_ASSIGNMENT:_
Begin at the line containing "for spec in" in the data below and go on through the line containing "let spec = WaveformSpec::ramp(0.002, 0.01).with_amplitude(2.0);", repeating each line exactly; include both ends and no other line.

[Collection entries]

--*--

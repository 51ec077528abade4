//! # lib-io
//!
//! Readers for waveform data files.
//!
//! This crate provides a parser for breakpoint tables: plain-text files
//! with one `time amplitude` pair per line, as exported by loggers,
//! spreadsheets, or this toolkit's own waveform CSV export.
//!
//! Parsers are built using the `nom` parser combinator library.

pub mod error;
pub mod breakpoints;

pub use error::ParseError;
pub use breakpoints::{parse_breakpoint_file, parse_breakpoints, BreakpointTable};
#[cfg(test)]
mod tests {
    use super::*;
    use crate::params::{scalar_params, ParamValue};

    fn generator() -> WaveformGenerator {
        WaveformGenerator::default()
    }

    fn assert_valid(wf: &Waveform) {
        assert!(wf.len() >= 2);
        assert_eq!(wf.t().len(), wf.y().len());
        assert!(wf.t().windows(2).all(|w| w[1] > w[0]));
    }

    #[test]
    fn test_step_breakpoint_exactness() {
        let params = scalar_params([("amplitude", 1.0), ("turn_off_time", 0.01)]);
        let wf = generator().generate("step", &params).unwrap();
        assert_valid(&wf);

        for (t, y) in wf.samples() {
            if t < 0.01 {
                assert_eq!(y, 1.0, "t = {}", t);
            } else {
                assert_eq!(y, 0.0, "t = {}", t);
            }
        }
        assert!(wf.t().contains(&0.01));
        assert!(wf.t().iter().any(|&t| t < 0.01 && t > 0.01 - 1e-7));
        assert_eq!(wf.parameter("t_max"), Some(0.02));
    }

    #[test]
    fn test_every_builtin_kind_is_valid() {
        let specs = [
            WaveformSpec::step(0.01),
            WaveformSpec::ramp(0.002, 0.01),
            WaveformSpec::bipolar_square(0.02, 0.5),
            WaveformSpec::triangular(0.005),
            WaveformSpec::half_sine(0.005),
            WaveformSpec::gaussian(0.005),
            WaveformSpec::trapezoid(0.005, 0.001),
            WaveformSpec::differential_pulse(0.005),
        ];

        for spec in &specs {
            let wf = generator().build(spec).unwrap();
            assert_valid(&wf);
            assert_eq!(wf.kind(), spec.kind());
            assert_eq!(wf.t_start(), 0.0);
        }
    }

    #[test]
    fn test_ramp_values() {
        let spec = WaveformSpec::ramp(0.002, 0.01).with_amplitude(2.0);
        let wf = generator().build(&spec).unwrap();

        assert!((wf.value_at(0.001) - 1.0).abs() < 1e-9);
        assert_eq!(wf.value_at(0.002), 2.0);
        assert_eq!(wf.y()[wf.len() - 1], 2.0);
    }

    #[test]
    fn test_ramp_turn_off() {
        let params =
            scalar_params([("rise_time", 0.002), ("t_max", 0.01), ("turn_off_time", 0.005)]);
        let wf = generator().generate("ramp", &params).unwrap();
        assert_eq!(wf.value_at(0.004), 1.0);
        assert_eq!(wf.value_at(0.005), 0.0);

        let params =
            scalar_params([("rise_time", 0.002), ("t_max", 0.01), ("turn_off_time", 0.02)]);
        let err = generator().generate("ramp", &params).unwrap_err();
        assert!(matches!(
            err,
            GeneratorError::InvalidParameters { ref parameter, .. } if parameter == "turn_off_time"
        ));
    }

    #[test]
    fn test_bipolar_polarity() {
        let wf = generator().build(&WaveformSpec::bipolar_square(0.02, 0.5)).unwrap();

        // +A on [0, 5ms), off, -A on [10ms, 15ms), off
        assert_eq!(wf.value_at(0.002), 1.0);
        assert_eq!(wf.value_at(0.007), 0.0);
        assert_eq!(wf.value_at(0.012), -1.0);
        assert_eq!(wf.value_at(0.017), 0.0);
        assert_eq!(wf.value_at(0.005), 0.0);
        assert_eq!(wf.value_at(0.010), -1.0);
    }

    #[test]
    fn test_bipolar_full_duty_has_no_gap() {
        let wf = generator().build(&WaveformSpec::bipolar_square(0.02, 1.0)).unwrap();
        assert_eq!(wf.value_at(0.0099), 1.0);
        assert_eq!(wf.value_at(0.0101), -1.0);
        assert_eq!(wf.value_at(0.0199), -1.0);
    }

    #[test]
    fn test_differential_pulse_breakpoints() {
        let wf = generator().build(&WaveformSpec::differential_pulse(0.001)).unwrap();

        // td = 10 us, hold = 500 us
        let (t3, t4) = (0.00051, 0.00053);
        assert!(wf.t().iter().any(|&t| (t - t3).abs() < 1e-15));
        assert_eq!(wf.value_at(0.0003), 1.0);
        assert!(wf.value_at(0.00052).abs() < 1e-9);
        assert_eq!(wf.value_at(t4 + 1e-4), -1.0);
        assert_eq!(wf.y()[wf.len() - 1], 0.0);
        assert_eq!(wf.parameter("pulse_ratio"), Some(0.5));
    }

    #[test]
    fn test_gaussian_and_half_sine_peak() {
        let wf = generator().build(&WaveformSpec::gaussian(0.006)).unwrap();
        assert!((wf.value_at(0.003) - 1.0).abs() < 1e-4);

        let wf = generator().build(&WaveformSpec::half_sine(0.006).with_amplitude(3.0)).unwrap();
        assert!((wf.peak_abs() - 3.0).abs() < 1e-4);
        assert_eq!(wf.value_at(0.009), 0.0);
    }

    #[test]
    fn test_trapezoid_rejects_overlong_edges() {
        let params = scalar_params([("width", 0.004), ("rise_time", 0.002), ("fall_time", 0.003)]);
        let err = generator().generate("trapezoid", &params).unwrap_err();
        assert!(matches!(err, GeneratorError::InvalidParameters { .. }));
    }

    #[test]
    fn test_unsupported_kind() {
        let err = generator().generate("sawtooth", &Parameters::new()).unwrap_err();
        assert_eq!(err, GeneratorError::UnsupportedWaveformType("sawtooth".into()));
    }

    #[test]
    fn test_missing_and_out_of_range_parameters() {
        let err = generator().generate("step", &Parameters::new()).unwrap_err();
        assert!(err.to_string().contains("turn_off_time"));

        let params = scalar_params([("turn_off_time", -1.0)]);
        assert!(generator().generate("step", &params).is_err());

        let params = scalar_params([("turn_off_time", 0.01), ("t_max", 0.005)]);
        let err = generator().generate("step", &params).unwrap_err();
        assert!(err.to_string().contains("t_max"));

        let params = scalar_params([("period", 0.02), ("duty_cycle", 1.5)]);
        assert!(generator().generate("bipolar", &params).is_err());
    }

    #[test]
    fn test_degenerate_grid() {
        let spec = WaveformSpec::step(0.01).with_n_samples(1);
        let err = generator().build(&spec).unwrap_err();
        assert_eq!(err, GeneratorError::DegenerateWaveform { kind: "step".into(), distinct: 1 });
    }

    #[test]
    fn test_custom_waveform() {
        let mut params = Parameters::new();
        params.insert("t".into(), ParamValue::Series(vec![0.0, 0.001, 0.002]));
        params.insert("y".into(), ParamValue::Series(vec![1.0, 1.0, 0.0]));
        let wf = generator().generate("custom", &params).unwrap();
        assert_eq!(wf.len(), 3);
        assert_eq!(wf.kind(), WaveformKind::Custom);

        let err = generator()
            .build(&WaveformSpec::custom(vec![0.0, 0.0], vec![1.0, 2.0]))
            .unwrap_err();
        assert!(matches!(err, GeneratorError::DegenerateWaveform { distinct: 1, .. }));

        let err = generator()
            .build(&WaveformSpec::custom(vec![0.0, 0.002, 0.001], vec![1.0, 1.0, 0.0]))
            .unwrap_err();
        assert!(matches!(
            err,
            GeneratorError::InvalidParameters { ref parameter, .. } if parameter == "t"
        ));
    }

    #[test]
    fn test_sample_fn() {
        let t = linspace(0.0, 1e-3, 101);
        let wf = generator()
            .sample_fn(t, |x| (-x / 1e-4).exp())
            .unwrap();
        assert_eq!(wf.kind(), WaveformKind::Custom);
        assert_eq!(wf.y()[0], 1.0);
        assert!(wf.y()[100] < 1e-4);
    }

    #[test]
    fn test_config_defaults() {
        let config: GeneratorConfig = serde_json::from_str(r#"{"pulse_ratio": 0.25}"#).unwrap();
        assert_eq!(config.pulse_ratio, 0.25);
        assert_eq!(config.time_delay, 1e-5);
        assert_eq!(config.n_samples, 2001);
    }
}
//! Error types for parsing operations.

use thiserror::Error;

/// Errors that can occur while reading breakpoint tables.
#[derive(Debug, Error)]
pub enum ParseError {
    /// I/O error reading the file.
    #[error("IO error: {0}")]
    Io(#[from] std::io::Error),

    /// Syntax error in the file.
    #[error("Syntax error at line {line}, column {column}: {message}")]
    Syntax {
        line: usize,
        column: usize,
        message: String,
    },

    /// Invalid value for a field.
    #[error("Invalid value for {field}: {message}")]
    InvalidValue { field: String, message: String },

    /// Invalid file format.
    #[error("Invalid {format} format: {message}")]
    InvalidFormat { format: String, message: String },
}

impl ParseError {
    /// Create a syntax error at a specific location.
    pub fn syntax(line: usize, column: usize, message: impl Into<String>) -> Self {
        Self::Syntax {
            line,
            column,
            message: message.into(),
        }
    }

    /// Create an invalid value error.
    pub fn invalid_value(field: impl Into<String>, message: impl Into<String>) -> Self {
        Self::InvalidValue {
            field: field.into(),
            message: message.into(),
        }
    }
}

--*--

_THE ANSWER:_
        for spec in &specs {
            let wf = generator().build(spec).unwrap();
            assert_valid(&wf);
            assert_eq!(wf.kind(), spec.kind());
            assert_eq!(wf.t_start(), 0.0);
        }
    }

    #[test]
    fn test_ramp_values() {
        let spec = WaveformSpec::ramp(0.002, 0.01).with_amplitude(2.0);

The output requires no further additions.